Y al lado de esas dos fuerzas Bob Marley y Carlos Santana nos llevaron de su mano por un bosque de ritmos que en vez de adormecer conducían entre lianas y cascadas hacia un bosque paradisíaco en que el ser humano se comunicaba y se fundía con la naturaleza, con sus aguas, nubes, mares, ríos, precipicios, galaxias. Bob Marley llevaba la rebelión con sus aires caribeños hacia la comunión con el sol y la vibración de las venas y arterias como afluentes de la vida total, efímera, pero estremecedora. Santana gritaba con sus manos sobre las cuerdas para recordarnos de donde veníamos: sus sonidos llegaban al fondo de lo que es sólo el vestigio del animal carnívoro que somos.

Y con ellos estallaron la pintura, la literatura, el cine, las ciencias sociales, las ciencias naturales, el conocimiento, el saber, el sentir, el amar, el vestir. Los años 60 del siglo XX están vivos como en otro tiempo ocurrió con el Renacimiento, la Ilustración, el movimiento Romántico, el surrealismo y el dadaísmo. Diríase que la rebelión que salió de las calles de París y de los Campus de California destapó y dio a luz todas las rebeliones anteriores del siglo XX, como fueron el dadaísmo y el surrealismo de Breton, Buñuel y Dalí, que yacían ocultos bajo capas de convenciones y prejuicios.

El mundo de hoy reclama una nueva rebelión cultural de todos contra la manipulación mediática que maneja a los seres como conejos de laboratorio frente a la televisión y la prensa mundiales, que están al servicio de intereses oscuros de guerra. Es un fenómeno que ocurre en todo el mundo: cada día las fuerzas del capital especulativo y devorador, que se reproduce y se acumula a sí mismo, se inventa una historia para aplastar la anterior y los seres humanos son controlados en sus emociones e ideas por esa tecnología perfeccionada de la manipulación mediática. Ideas, partidos, candidatos, libros, amor, muerte, todo se ha conventido en producto, en mercancía que nos vende el big brother de la televisón al servicio del Eje de la Ganancia a toda costa y no de la sociedad. Se nos vende la guerra y el militarismo como únicas soluciones mesiánicas y renace como en los tiempos de Hitler la palabra "exterminio" convertida en el destino que merece el opositor o el disidente.

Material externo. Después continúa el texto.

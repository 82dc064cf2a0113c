//! Floating-point abstraction trait for generic numeric operations.

use core::cmp::PartialOrd;
use core::ops::{Add, Sub, Mul, Div, Neg};

/// Trait abstracting the floating-point operations needed by the rope model
/// and the analytical solvers.
///
/// Implemented for `f32` and `f64` on top of `libm`, so the crate stays `no_std`.
pub trait Float:
    Copy
    + Clone
    + PartialEq
    + PartialOrd
    + Add<Output = Self>
    + Sub<Output = Self>
    + Mul<Output = Self>
    + Div<Output = Self>
    + Neg<Output = Self>
    + Default
    + core::fmt::Debug
{
    /// The additive identity (0.0).
    fn zero() -> Self;
    /// The multiplicative identity (1.0).
    fn one() -> Self;
    /// Half (0.5).
    fn half() -> Self;
    /// Two (2.0).
    fn two() -> Self;
    /// Pi (~3.14159).
    fn pi() -> Self;
    /// Machine epsilon.
    fn epsilon() -> Self;
    /// Square root.
    fn sqrt(self) -> Self;
    /// Natural exponential (e^self).
    fn exp(self) -> Self;
    /// Natural logarithm.
    fn ln(self) -> Self;
    /// Hyperbolic sine.
    fn sinh(self) -> Self;
    /// Hyperbolic cosine.
    fn cosh(self) -> Self;
    /// Inverse hyperbolic cosine. NaN below 1.
    fn acosh(self) -> Self;
    /// Absolute value.
    fn abs(self) -> Self;
    /// Minimum of two values.
    fn min(self, other: Self) -> Self;
    /// Maximum of two values.
    fn max(self, other: Self) -> Self;
    /// `false` for NaN and infinities.
    fn is_finite(self) -> bool;
    /// Convert from f32.
    fn from_f32(v: f32) -> Self;
    /// Convert from f64 (tolerances and physical constants).
    fn from_f64(v: f64) -> Self;
    /// Widen to f64, used for diagnostics.
    fn to_f64(self) -> f64;

    /// Convert a count or index.
    fn from_usize(n: usize) -> Self {
        Self::from_f64(n as f64)
    }

    /// Check if approximately zero within epsilon.
    fn is_near_zero(self, epsilon: Self) -> bool {
        self.abs() < epsilon
    }
}

impl Float for f32 {
    fn zero() -> Self { 0.0 }
    fn one() -> Self { 1.0 }
    fn half() -> Self { 0.5 }
    fn two() -> Self { 2.0 }
    fn pi() -> Self { core::f32::consts::PI }
    fn epsilon() -> Self { f32::EPSILON }
    fn sqrt(self) -> Self { libm::sqrtf(self) }
    fn exp(self) -> Self { libm::expf(self) }
    fn ln(self) -> Self { libm::logf(self) }
    fn sinh(self) -> Self { libm::sinhf(self) }
    fn cosh(self) -> Self { libm::coshf(self) }
    fn acosh(self) -> Self { libm::acoshf(self) }
    fn abs(self) -> Self { libm::fabsf(self) }
    fn min(self, other: Self) -> Self { if self < other { self } else { other } }
    fn max(self, other: Self) -> Self { if self > other { self } else { other } }
    fn is_finite(self) -> bool { f32::is_finite(self) }
    fn from_f32(v: f32) -> Self { v }
    fn from_f64(v: f64) -> Self { v as f32 }
    fn to_f64(self) -> f64 { self as f64 }
}

impl Float for f64 {
    fn zero() -> Self { 0.0 }
    fn one() -> Self { 1.0 }
    fn half() -> Self { 0.5 }
    fn two() -> Self { 2.0 }
    fn pi() -> Self { core::f64::consts::PI }
    fn epsilon() -> Self { f64::EPSILON }
    fn sqrt(self) -> Self { libm::sqrt(self) }
    fn exp(self) -> Self { libm::exp(self) }
    fn ln(self) -> Self { libm::log(self) }
    fn sinh(self) -> Self { libm::sinh(self) }
    fn cosh(self) -> Self { libm::cosh(self) }
    fn acosh(self) -> Self { libm::acosh(self) }
    fn abs(self) -> Self { libm::fabs(self) }
    fn min(self, other: Self) -> Self { if self < other { self } else { other } }
    fn max(self, other: Self) -> Self { if self > other { self } else { other } }
    fn is_finite(self) -> bool { f64::is_finite(self) }
    fn from_f32(v: f32) -> Self { v as f64 }
    fn from_f64(v: f64) -> Self { v }
    fn to_f64(self) -> f64 { self }
}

La gente de mayo de 1968 se rebeló contra la guerra de Vietnam y contra las bombas de Napalm y reclamó humanidad, serenidad, cuerpo, música, piel, en vez de ejércitos; globos de colores, dulces y música en vez de helicópteros y bombardeos. ¿Es el destino de los humanos de hoy avalar ese lenguaje repetitivo de odio guerrero, marcial, exterminador que nos quieren imponer esas fuerzas y los líderes del mundo? Pues No. No puede ser. No pasarán. Escuchemos otra vez a Janis Joplin y a Bob Marley para saber que se puede gritar. Leamos a Julio Cortázar y veamos Zabriskie Point y Blow Up para saber que se puede imaginar. Las consignas del 68 de "Paz y Amor" y "La Imaginanción al Poder" no han pasado de moda. Por el contrario son de total actualidad. Los atilas, los Pinochet, los Franco, los Bush y los Nerón de hoy, disfrazados de ovejas, están aquí y nos tienen en la mira. Cuidado, pueden disparar.